_Saved data entries:_
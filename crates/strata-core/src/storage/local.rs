use std::fmt;
use std::fs;
use std::io::Write;
use std::path::{Path, PathBuf};
use tempfile::NamedTempFile;
use crate::kernel::error::Result;
use crate::storage::error::StorageSystemError;
use crate::storage::provider::StorageProvider;

/// Local filesystem storage provider rooted at a base directory
#[derive(Clone)]
pub struct LocalStorageProvider {
    base_path: PathBuf,
}

impl LocalStorageProvider {
    /// Create a new local storage provider with the given base path
    pub fn new(base_path: PathBuf) -> Self {
        Self { base_path }
    }

    pub fn base_path(&self) -> &Path {
        &self.base_path
    }

    /// Resolve a relative path against the base path
    fn resolve_path<P: AsRef<Path>>(&self, path: P) -> PathBuf {
        self.base_path.join(path)
    }
}

impl StorageProvider for LocalStorageProvider {
    fn name(&self) -> &str {
        "local"
    }

    fn is_file(&self, path: &Path) -> bool {
        self.resolve_path(path).is_file()
    }

    fn read_to_string(&self, path: &Path) -> Result<String> {
        let full_path = self.resolve_path(path);
        fs::read_to_string(&full_path)
            .map_err(|e| StorageSystemError::io(e, "read_to_string", full_path).into())
    }

    fn write_string(&self, path: &Path, contents: &str) -> Result<()> {
        let full_path = self.resolve_path(path);

        let Some(parent) = full_path.parent() else {
            return Err(StorageSystemError::OperationFailed {
                operation: "write_string".to_string(),
                path: Some(full_path.clone()),
                message: "Cannot write to path without parent directory".to_string(),
            }
            .into());
        };
        if !parent.is_dir() {
            fs::create_dir_all(parent)
                .map_err(|e| StorageSystemError::io(e, "create_dir_all", parent.to_path_buf()))?;
        }

        // Write next to the target, then rename over it
        let mut temp_file = NamedTempFile::new_in(parent)
            .map_err(|e| StorageSystemError::io(e, "create_temp_file", parent.to_path_buf()))?;
        temp_file
            .write_all(contents.as_bytes())
            .map_err(|e| StorageSystemError::io(e, "write_to_temp_file", temp_file.path().to_path_buf()))?;
        temp_file
            .persist(&full_path)
            .map_err(|e| StorageSystemError::io(e.error, "persist_temp_file", full_path.clone()))?;

        Ok(())
    }
}

impl fmt::Debug for LocalStorageProvider {
    fn fmt(&self, f: &mut fmt::Formatter<'_>) -> fmt::Result {
        f.debug_struct("LocalStorageProvider")
            .field("base_path", &self.base_path)
            .finish()
    }
}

_TASK DETAILS:_ Please write out each entry shown above exactly as given.

_COMPLETED EXERCISE:_
filename crates/strata-core/src/storage/local.rs
use std::fmt;
use std::fs;
use std::io::Write;
use std::path::{Path, PathBuf};
use tempfile::NamedTempFile;
use crate::kernel::error::Result;
use crate::storage::error::StorageSystemError;
use crate::storage::provider::StorageProvider;

/// Local filesystem storage provider rooted at a base directory
#[derive(Clone)]
pub struct LocalStorageProvider {
    base_path: PathBuf,
}

impl LocalStorageProvider {
    /// Create a new local storage provider with the given base path
    pub fn new(base_path: PathBuf) -> Self {
        Self { base_path }
    }

    pub fn base_path(&self) -> &Path {
        &self.base_path
    }

    /// Resolve a relative path against the base path
    fn resolve_path<P: AsRef<Path>>(&self, path: P) -> PathBuf {
        self.base_path.join(path)
    }
}

impl StorageProvider for LocalStorageProvider {
    fn name(&self) -> &str {
        "local"
    }

    fn is_file(&self, path: &Path) -> bool {
        self.resolve_path(path).is_file()
    }

    fn read_to_string(&self, path: &Path) -> Result<String> {
        let full_path = self.resolve_path(path);
        fs::read_to_string(&full_path)
            .map_err(|e| StorageSystemError::io(e, "read_to_string", full_path).into())
    }

    fn write_string(&self, path: &Path, contents: &str) -> Result<()> {
        let full_path = self.resolve_path(path);

        let Some(parent) = full_path.parent() else {
            return Err(StorageSystemError::OperationFailed {
                operation: "write_string".to_string(),
                path: Some(full_path.clone()),
                message: "Cannot write to path without parent directory".to_string(),
            }
            .into());
        };
        if !parent.is_dir() {
            fs::create_dir_all(parent)
                .map_err(|e| StorageSystemError::io(e, "create_dir_all", parent.to_path_buf()))?;
        }

        // Write next to the target, then rename over it
        let mut temp_file = NamedTempFile::new_in(parent)
            .map_err(|e| StorageSystemError::io(e, "create_temp_file", parent.to_path_buf()))?;
        temp_file
            .write_all(contents.as_bytes())
            .map_err(|e| StorageSystemError::io(e, "write_to_temp_file", temp_file.path().to_path_buf()))?;
        temp_file
            .persist(&full_path)
            .map_err(|e| StorageSystemError::io(e.error, "persist_temp_file", full_path.clone()))?;

        Ok(())
    }
}

impl fmt::Debug for LocalStorageProvider {
    fn fmt(&self, f: &mut fmt::Formatter<'_>) -> fmt::Result {
        f.debug_struct("LocalStorageProvider")
            .field("base_path", &self.base_path)
            .finish()
    }
}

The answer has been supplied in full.